[Aim of the exercise]: Within the listing that follows, state how many lines include the word "rejection"; write only that number.

[Raw data]:
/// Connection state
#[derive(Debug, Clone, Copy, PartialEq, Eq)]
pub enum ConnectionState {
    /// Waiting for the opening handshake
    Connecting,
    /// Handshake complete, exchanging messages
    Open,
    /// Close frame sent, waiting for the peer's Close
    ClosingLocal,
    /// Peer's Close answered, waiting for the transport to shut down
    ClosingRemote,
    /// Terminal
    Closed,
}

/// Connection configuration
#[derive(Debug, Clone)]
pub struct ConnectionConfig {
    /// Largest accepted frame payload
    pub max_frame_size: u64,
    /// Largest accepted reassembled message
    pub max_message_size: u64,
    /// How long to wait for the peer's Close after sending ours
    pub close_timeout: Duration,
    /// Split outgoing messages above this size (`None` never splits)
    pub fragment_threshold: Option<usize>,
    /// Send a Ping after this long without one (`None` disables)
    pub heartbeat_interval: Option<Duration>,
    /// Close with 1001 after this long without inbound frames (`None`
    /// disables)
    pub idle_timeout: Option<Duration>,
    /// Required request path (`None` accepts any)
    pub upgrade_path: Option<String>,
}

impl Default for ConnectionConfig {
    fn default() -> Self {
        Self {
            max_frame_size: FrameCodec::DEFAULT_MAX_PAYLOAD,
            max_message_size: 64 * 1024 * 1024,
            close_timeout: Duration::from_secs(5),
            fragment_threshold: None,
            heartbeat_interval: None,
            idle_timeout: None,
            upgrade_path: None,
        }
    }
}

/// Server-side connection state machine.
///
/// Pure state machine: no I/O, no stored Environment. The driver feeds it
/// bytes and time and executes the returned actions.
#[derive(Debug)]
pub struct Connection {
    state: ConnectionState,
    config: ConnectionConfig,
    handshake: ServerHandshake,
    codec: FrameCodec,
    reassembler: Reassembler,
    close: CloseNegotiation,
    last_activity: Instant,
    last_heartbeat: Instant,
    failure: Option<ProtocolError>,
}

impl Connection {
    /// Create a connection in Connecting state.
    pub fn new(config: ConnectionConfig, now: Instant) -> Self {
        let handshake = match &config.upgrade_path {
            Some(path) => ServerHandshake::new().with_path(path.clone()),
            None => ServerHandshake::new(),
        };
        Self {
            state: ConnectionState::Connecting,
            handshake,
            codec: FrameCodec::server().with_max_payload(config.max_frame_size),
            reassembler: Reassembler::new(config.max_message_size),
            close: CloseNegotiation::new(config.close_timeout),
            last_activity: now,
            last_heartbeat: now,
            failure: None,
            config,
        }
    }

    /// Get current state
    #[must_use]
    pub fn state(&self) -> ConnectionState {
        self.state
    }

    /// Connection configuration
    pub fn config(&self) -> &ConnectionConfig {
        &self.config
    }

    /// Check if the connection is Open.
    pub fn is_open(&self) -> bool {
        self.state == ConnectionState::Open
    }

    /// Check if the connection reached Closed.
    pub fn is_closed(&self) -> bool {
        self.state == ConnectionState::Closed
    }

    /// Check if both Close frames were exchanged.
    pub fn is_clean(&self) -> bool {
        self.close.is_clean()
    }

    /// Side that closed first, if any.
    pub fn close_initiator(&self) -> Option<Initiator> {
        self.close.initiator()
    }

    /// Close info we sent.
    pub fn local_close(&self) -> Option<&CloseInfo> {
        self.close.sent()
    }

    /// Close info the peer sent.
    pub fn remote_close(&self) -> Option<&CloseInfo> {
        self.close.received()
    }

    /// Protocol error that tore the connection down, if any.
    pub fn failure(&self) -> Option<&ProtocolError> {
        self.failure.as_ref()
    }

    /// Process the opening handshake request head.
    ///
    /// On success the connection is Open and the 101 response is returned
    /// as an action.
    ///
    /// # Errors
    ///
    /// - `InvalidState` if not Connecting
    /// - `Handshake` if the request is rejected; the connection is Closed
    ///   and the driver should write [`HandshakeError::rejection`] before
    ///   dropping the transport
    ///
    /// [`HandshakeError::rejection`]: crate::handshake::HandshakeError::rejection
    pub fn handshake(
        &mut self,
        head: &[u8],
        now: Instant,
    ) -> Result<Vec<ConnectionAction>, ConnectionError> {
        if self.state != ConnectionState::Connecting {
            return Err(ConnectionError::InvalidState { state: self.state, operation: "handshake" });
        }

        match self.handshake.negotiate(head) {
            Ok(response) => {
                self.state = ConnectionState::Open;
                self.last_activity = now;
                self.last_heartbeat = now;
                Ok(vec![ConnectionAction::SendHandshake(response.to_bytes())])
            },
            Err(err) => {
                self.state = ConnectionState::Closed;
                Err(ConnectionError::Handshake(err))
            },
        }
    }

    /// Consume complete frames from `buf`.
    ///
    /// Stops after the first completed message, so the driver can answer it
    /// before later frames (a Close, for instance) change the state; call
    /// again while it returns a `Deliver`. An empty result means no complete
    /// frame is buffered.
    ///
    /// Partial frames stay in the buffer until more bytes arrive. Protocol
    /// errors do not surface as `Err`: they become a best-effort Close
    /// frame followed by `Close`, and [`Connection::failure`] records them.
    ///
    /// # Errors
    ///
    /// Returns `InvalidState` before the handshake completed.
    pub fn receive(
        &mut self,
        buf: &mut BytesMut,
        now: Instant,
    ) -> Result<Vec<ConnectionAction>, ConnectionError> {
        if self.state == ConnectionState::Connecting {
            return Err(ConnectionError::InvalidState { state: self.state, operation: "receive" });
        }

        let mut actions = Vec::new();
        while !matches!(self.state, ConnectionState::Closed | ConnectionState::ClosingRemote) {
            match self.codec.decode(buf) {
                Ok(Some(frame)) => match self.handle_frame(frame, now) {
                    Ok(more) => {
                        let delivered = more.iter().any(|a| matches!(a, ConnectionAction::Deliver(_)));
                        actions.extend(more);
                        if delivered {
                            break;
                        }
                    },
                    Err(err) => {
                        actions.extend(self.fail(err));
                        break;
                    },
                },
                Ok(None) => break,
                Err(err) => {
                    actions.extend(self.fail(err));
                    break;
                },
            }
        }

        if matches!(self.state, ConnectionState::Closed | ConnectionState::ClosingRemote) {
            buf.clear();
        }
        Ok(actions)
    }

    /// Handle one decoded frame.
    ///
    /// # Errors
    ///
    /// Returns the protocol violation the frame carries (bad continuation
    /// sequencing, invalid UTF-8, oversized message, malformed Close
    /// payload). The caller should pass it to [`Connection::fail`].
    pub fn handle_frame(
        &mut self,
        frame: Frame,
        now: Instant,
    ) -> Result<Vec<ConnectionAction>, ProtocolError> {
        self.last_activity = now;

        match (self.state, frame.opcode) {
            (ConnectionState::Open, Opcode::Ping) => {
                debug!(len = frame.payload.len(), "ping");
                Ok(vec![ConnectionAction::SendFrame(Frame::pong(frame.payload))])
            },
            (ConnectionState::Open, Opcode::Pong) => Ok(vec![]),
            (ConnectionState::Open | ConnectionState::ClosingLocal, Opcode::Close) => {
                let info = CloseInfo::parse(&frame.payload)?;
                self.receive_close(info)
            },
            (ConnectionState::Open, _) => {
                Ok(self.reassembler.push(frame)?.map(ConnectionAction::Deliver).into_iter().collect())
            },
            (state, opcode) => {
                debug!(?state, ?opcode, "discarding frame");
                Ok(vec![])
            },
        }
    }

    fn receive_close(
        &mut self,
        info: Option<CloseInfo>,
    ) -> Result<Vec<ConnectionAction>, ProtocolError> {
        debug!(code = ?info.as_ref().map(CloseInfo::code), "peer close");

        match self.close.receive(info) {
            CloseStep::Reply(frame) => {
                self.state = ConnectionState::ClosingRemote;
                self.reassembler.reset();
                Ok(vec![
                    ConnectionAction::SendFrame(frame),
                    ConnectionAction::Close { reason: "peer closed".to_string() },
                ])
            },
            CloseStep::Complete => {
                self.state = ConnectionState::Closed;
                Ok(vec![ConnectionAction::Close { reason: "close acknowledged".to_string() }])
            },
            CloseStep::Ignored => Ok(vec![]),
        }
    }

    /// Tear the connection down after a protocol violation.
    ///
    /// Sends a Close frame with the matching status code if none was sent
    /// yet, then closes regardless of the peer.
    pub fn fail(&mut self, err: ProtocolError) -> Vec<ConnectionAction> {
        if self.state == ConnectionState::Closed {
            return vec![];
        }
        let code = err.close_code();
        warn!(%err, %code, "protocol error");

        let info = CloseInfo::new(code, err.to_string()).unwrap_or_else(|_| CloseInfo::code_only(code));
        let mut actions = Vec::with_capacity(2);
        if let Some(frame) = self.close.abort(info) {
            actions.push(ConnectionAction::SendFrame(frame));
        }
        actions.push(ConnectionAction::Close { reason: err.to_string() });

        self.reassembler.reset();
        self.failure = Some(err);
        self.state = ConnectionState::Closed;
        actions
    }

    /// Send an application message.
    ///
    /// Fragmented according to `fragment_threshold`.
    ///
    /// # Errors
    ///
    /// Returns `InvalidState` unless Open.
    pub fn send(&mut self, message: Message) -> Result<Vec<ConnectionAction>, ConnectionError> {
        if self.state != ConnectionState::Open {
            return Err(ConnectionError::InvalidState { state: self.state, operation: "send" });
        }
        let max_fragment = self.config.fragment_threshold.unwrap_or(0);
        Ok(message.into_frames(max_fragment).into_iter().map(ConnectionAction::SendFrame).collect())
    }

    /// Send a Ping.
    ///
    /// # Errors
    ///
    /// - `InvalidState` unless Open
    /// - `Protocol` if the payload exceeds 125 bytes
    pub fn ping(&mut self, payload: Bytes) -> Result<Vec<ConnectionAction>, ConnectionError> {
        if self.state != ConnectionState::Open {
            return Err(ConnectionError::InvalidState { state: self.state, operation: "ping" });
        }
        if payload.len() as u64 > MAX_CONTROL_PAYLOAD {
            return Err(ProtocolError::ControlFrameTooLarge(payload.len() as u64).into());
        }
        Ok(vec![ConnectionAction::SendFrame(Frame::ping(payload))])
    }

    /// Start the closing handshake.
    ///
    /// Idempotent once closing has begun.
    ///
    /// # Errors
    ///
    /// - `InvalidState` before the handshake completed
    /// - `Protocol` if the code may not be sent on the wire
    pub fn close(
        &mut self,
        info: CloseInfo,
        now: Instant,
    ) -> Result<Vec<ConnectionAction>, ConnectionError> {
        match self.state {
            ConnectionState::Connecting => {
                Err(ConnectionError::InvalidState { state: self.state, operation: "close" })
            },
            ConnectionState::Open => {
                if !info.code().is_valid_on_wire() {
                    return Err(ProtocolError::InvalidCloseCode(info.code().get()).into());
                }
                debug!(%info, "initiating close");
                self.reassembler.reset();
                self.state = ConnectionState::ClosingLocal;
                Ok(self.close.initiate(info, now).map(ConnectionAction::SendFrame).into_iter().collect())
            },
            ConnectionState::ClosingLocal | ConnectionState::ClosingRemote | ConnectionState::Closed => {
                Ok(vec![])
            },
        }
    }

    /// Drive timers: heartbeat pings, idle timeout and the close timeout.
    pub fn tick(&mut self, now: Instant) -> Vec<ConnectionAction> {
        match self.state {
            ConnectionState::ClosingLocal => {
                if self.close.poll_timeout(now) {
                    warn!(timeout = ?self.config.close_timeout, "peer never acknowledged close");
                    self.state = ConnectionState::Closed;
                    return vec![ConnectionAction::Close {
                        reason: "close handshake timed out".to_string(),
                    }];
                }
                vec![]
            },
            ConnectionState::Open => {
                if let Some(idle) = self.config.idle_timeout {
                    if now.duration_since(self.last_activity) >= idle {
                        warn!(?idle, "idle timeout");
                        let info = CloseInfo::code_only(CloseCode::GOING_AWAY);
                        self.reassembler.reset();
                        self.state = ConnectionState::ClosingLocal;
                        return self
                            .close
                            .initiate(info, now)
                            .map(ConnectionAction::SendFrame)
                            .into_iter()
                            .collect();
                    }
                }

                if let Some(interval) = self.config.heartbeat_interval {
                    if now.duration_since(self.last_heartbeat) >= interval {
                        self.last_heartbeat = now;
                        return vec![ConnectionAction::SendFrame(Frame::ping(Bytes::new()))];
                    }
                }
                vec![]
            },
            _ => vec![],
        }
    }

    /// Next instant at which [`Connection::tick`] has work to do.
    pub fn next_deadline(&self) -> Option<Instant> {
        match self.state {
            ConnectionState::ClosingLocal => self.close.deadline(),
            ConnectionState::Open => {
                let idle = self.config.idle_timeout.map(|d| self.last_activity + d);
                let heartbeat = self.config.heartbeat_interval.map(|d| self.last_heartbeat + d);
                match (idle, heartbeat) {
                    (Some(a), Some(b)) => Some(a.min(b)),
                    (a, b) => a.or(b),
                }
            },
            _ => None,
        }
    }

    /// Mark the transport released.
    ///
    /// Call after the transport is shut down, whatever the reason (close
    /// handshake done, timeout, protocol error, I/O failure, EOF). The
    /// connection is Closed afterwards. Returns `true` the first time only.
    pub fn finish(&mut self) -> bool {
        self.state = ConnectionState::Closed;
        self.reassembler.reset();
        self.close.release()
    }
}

[Task response]: 2